Only lines holding "available" are wanted; copy each of them from the records below.

##########

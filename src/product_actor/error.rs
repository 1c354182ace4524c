use crate::actor_framework::FrameworkError;
use thiserror::Error;

#[derive(Debug, Clone, Error, PartialEq)]
pub enum ProductError {
    #[error("Product not found: {0}")]
    NotFound(String),
    #[error("Insufficient stock for {product_name} ({product_id}): requested {requested}, available {available}")]
    InsufficientStock {
        product_id: String,
        product_name: String,
        requested: u32,
        available: u32,
    },
    #[error("Invalid quantity: {0}")]
    InvalidQuantity(u32),
    #[error("Product validation error: {0}")]
    ValidationError(String),
    #[error("Actor communication error: {0}")]
    ActorCommunicationError(String),
}

impl From<FrameworkError> for ProductError {
    fn from(e: FrameworkError) -> Self {
        match e {
            FrameworkError::NotFound(id) => ProductError::NotFound(id),
            other => ProductError::ActorCommunicationError(other.to_string()),
        }
    }
}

##########

Exercise response:
    #[error("Insufficient stock for {product_name} ({product_id}): requested {requested}, available {available}")]
        available: u32,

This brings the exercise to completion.